* TASK DIRECTIONS *
Where a line of the data below has the string "crate", copy that line.

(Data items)
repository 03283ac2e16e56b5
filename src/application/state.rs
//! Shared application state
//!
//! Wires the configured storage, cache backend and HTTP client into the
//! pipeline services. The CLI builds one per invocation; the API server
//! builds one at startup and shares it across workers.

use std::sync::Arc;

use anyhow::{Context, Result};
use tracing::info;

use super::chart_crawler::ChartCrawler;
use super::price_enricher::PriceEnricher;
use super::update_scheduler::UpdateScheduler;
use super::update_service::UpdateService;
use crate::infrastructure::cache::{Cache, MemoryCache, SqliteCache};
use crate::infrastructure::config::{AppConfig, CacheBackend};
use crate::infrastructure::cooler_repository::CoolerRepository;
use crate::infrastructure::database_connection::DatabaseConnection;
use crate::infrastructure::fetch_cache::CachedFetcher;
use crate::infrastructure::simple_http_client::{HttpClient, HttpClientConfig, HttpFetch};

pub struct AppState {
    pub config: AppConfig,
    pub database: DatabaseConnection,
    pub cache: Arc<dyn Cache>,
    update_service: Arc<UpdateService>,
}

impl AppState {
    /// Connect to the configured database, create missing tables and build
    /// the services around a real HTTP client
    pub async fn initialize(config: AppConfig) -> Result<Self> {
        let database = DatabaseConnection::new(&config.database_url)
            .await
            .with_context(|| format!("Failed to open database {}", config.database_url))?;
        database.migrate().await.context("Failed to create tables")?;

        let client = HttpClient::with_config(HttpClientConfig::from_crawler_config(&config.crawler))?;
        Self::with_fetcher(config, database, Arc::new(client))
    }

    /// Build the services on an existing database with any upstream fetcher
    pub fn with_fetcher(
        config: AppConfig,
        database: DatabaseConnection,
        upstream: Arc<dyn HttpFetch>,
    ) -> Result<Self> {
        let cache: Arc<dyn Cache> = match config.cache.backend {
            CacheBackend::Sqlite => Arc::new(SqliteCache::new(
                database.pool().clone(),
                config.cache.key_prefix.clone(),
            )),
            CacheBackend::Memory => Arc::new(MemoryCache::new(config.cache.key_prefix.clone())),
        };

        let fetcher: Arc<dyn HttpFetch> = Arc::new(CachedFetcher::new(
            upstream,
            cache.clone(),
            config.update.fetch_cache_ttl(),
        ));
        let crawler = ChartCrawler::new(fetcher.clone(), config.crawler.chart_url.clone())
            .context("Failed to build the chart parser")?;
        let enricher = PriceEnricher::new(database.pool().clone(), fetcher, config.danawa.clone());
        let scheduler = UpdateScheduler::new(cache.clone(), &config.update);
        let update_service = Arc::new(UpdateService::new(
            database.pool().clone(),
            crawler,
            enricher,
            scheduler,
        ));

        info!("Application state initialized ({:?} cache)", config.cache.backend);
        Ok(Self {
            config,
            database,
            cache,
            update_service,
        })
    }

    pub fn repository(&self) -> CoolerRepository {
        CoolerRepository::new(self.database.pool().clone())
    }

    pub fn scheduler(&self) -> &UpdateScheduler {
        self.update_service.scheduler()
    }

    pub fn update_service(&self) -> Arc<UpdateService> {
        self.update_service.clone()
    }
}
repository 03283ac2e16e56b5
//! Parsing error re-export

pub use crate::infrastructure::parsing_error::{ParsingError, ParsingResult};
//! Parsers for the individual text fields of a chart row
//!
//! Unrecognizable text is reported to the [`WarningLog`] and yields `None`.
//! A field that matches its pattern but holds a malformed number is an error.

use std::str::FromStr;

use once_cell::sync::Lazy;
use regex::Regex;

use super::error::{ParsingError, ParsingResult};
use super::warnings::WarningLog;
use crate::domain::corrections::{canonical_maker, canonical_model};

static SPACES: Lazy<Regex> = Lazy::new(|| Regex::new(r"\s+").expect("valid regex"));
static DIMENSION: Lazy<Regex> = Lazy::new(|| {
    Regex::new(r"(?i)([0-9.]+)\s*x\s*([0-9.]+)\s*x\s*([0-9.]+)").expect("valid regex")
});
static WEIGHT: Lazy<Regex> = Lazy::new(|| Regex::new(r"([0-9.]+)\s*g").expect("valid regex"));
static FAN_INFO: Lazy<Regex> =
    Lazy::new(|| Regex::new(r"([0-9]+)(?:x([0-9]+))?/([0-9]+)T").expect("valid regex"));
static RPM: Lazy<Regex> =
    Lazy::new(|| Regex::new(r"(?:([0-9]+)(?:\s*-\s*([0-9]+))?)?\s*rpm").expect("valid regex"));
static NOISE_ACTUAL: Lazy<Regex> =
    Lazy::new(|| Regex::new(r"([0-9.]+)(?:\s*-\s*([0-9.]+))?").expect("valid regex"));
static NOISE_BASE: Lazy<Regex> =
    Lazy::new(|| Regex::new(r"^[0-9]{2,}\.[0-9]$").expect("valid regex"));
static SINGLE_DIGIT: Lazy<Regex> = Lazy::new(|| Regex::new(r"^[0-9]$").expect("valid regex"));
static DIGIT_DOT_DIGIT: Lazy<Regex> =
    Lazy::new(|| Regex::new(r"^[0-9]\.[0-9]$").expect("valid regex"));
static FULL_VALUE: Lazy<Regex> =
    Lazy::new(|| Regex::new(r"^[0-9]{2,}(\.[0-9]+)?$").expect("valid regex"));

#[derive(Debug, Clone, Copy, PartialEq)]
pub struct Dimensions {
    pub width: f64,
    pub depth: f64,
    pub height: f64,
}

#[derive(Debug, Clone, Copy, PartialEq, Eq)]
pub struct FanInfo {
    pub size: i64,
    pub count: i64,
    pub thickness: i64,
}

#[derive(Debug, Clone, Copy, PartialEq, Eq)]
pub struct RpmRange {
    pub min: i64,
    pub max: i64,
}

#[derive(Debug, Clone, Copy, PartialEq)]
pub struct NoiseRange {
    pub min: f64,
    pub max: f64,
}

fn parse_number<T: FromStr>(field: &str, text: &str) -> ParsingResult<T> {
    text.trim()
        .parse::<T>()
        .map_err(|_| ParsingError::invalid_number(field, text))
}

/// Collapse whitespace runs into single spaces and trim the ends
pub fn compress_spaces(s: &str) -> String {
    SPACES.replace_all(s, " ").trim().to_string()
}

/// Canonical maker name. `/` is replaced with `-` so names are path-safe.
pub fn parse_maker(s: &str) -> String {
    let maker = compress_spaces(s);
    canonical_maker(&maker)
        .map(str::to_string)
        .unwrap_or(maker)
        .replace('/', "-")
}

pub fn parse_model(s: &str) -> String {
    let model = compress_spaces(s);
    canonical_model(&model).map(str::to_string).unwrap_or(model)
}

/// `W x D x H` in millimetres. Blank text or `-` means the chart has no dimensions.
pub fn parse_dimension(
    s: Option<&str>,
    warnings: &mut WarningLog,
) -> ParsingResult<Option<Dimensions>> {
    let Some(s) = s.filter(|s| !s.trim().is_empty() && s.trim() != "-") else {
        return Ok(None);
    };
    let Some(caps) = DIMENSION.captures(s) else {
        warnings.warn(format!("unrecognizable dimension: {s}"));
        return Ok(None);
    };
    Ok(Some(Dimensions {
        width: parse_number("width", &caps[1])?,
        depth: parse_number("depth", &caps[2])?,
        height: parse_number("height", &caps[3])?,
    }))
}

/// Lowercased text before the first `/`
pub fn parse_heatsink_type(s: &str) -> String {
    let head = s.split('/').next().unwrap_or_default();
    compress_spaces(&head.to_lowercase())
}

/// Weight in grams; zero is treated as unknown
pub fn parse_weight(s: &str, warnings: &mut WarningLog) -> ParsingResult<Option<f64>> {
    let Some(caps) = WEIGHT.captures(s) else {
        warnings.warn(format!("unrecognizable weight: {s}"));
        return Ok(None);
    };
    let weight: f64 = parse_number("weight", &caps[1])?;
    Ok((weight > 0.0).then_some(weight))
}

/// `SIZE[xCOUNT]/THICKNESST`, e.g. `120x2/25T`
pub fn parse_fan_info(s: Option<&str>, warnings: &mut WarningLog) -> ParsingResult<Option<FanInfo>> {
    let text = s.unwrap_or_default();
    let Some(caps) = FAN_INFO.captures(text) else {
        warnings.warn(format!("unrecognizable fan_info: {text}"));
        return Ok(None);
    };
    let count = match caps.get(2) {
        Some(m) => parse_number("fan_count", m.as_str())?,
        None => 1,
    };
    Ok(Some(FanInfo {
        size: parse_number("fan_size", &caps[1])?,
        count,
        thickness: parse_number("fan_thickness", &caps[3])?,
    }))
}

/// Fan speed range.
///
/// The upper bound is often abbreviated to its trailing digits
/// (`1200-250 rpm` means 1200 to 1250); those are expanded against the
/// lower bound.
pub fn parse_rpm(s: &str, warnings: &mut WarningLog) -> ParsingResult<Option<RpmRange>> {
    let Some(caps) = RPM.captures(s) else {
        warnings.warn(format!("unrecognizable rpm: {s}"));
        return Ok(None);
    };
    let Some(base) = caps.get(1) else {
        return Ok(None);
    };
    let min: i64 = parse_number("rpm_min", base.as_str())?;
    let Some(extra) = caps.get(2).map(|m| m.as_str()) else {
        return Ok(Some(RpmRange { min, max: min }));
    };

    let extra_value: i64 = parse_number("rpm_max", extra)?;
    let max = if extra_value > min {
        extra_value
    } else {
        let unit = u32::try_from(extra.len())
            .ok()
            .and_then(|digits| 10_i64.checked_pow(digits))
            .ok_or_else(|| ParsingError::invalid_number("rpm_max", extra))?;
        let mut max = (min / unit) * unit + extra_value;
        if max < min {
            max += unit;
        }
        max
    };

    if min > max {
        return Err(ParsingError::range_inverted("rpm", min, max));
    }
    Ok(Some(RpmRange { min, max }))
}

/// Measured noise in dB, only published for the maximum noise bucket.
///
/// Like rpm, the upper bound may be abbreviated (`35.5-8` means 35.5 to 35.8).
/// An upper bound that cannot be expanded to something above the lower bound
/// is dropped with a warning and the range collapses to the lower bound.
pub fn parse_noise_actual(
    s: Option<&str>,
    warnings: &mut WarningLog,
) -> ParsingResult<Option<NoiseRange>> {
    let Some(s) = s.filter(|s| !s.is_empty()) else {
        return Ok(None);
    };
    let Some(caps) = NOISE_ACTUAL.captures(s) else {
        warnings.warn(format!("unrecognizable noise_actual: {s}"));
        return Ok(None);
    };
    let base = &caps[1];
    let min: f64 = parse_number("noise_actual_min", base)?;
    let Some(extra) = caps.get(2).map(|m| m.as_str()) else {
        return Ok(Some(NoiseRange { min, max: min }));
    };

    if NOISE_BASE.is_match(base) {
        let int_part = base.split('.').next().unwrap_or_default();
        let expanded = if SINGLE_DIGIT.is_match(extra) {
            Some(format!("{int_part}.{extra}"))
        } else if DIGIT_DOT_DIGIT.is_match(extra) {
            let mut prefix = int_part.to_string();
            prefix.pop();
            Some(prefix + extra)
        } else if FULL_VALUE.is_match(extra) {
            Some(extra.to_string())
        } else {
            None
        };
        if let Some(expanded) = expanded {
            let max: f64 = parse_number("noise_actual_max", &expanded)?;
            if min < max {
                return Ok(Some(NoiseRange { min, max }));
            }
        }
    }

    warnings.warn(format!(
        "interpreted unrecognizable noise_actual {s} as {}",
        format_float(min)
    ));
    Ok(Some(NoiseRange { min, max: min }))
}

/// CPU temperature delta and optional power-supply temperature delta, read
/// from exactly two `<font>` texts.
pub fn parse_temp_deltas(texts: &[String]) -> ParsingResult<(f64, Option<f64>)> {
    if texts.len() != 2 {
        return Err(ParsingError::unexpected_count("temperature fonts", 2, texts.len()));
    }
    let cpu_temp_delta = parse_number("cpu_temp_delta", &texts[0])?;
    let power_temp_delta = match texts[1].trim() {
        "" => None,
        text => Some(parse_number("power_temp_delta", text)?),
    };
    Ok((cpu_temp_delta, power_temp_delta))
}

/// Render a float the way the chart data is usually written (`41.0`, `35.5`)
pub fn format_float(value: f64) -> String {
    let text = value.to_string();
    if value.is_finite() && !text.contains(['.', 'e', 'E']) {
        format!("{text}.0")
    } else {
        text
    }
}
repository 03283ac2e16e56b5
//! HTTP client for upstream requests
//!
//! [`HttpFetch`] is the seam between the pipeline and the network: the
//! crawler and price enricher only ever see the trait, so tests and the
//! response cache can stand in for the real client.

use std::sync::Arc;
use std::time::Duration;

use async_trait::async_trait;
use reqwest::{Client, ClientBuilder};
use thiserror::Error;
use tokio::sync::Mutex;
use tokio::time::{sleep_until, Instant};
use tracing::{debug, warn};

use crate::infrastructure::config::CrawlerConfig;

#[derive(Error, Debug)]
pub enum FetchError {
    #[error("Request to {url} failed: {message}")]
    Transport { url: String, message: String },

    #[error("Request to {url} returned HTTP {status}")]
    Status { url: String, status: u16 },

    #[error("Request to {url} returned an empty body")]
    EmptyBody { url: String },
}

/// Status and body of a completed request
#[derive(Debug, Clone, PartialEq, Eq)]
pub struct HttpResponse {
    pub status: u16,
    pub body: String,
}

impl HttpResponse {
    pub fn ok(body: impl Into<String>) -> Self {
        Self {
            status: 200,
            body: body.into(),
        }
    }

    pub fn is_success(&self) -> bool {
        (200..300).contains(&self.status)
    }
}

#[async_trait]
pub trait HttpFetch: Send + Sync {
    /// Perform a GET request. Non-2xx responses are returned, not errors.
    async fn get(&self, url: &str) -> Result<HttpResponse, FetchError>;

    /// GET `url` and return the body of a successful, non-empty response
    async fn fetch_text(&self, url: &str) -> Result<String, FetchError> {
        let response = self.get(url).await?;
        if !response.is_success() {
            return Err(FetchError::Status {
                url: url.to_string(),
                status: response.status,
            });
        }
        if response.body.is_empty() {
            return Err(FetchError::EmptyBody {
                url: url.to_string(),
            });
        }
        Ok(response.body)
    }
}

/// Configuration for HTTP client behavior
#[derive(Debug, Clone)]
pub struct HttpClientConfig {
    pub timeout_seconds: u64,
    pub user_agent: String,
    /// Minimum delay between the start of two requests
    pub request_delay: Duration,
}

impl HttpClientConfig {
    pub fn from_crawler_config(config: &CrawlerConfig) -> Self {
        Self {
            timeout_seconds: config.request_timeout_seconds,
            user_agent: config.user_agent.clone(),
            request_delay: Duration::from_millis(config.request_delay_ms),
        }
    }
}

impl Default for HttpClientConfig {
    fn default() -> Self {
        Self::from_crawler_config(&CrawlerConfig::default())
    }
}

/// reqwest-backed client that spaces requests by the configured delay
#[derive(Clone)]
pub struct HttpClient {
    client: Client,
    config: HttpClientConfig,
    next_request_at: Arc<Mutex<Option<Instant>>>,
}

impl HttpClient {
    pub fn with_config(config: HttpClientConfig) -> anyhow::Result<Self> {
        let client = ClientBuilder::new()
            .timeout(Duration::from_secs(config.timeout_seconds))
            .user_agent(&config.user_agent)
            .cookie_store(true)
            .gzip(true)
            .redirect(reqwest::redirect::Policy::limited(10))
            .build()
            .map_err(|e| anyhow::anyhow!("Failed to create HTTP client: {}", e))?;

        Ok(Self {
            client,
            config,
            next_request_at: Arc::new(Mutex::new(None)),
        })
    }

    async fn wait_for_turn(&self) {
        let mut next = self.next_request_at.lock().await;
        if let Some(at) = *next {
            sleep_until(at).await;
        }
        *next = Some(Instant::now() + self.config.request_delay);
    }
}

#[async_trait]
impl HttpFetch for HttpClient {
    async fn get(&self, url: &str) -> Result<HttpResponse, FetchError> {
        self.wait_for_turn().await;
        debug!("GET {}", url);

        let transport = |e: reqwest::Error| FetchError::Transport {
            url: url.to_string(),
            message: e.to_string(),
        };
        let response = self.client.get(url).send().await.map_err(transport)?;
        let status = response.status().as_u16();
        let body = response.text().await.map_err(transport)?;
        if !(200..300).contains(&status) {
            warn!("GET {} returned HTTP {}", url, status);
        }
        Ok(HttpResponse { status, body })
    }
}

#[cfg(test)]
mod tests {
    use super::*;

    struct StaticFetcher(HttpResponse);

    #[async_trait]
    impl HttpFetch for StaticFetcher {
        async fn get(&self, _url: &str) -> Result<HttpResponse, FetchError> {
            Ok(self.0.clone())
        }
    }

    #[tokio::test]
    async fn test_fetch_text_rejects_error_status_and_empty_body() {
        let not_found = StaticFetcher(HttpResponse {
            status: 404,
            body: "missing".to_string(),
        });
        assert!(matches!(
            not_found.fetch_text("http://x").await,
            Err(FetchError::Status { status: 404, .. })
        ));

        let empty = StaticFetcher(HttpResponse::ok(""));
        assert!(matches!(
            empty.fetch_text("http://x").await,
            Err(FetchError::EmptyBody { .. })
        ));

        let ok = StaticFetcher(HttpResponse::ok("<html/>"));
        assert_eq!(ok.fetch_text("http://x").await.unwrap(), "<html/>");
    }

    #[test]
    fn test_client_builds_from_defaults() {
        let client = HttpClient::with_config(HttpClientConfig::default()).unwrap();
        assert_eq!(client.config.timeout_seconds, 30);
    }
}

* REPLY *
use crate::infrastructure::cache::{Cache, MemoryCache, SqliteCache};
use crate::infrastructure::config::{AppConfig, CacheBackend};
use crate::infrastructure::cooler_repository::CoolerRepository;
use crate::infrastructure::database_connection::DatabaseConnection;
use crate::infrastructure::fetch_cache::CachedFetcher;
use crate::infrastructure::simple_http_client::{HttpClient, HttpClientConfig, HttpFetch};
pub use crate::infrastructure::parsing_error::{ParsingError, ParsingResult};
use crate::domain::corrections::{canonical_maker, canonical_model};
use crate::infrastructure::config::CrawlerConfig;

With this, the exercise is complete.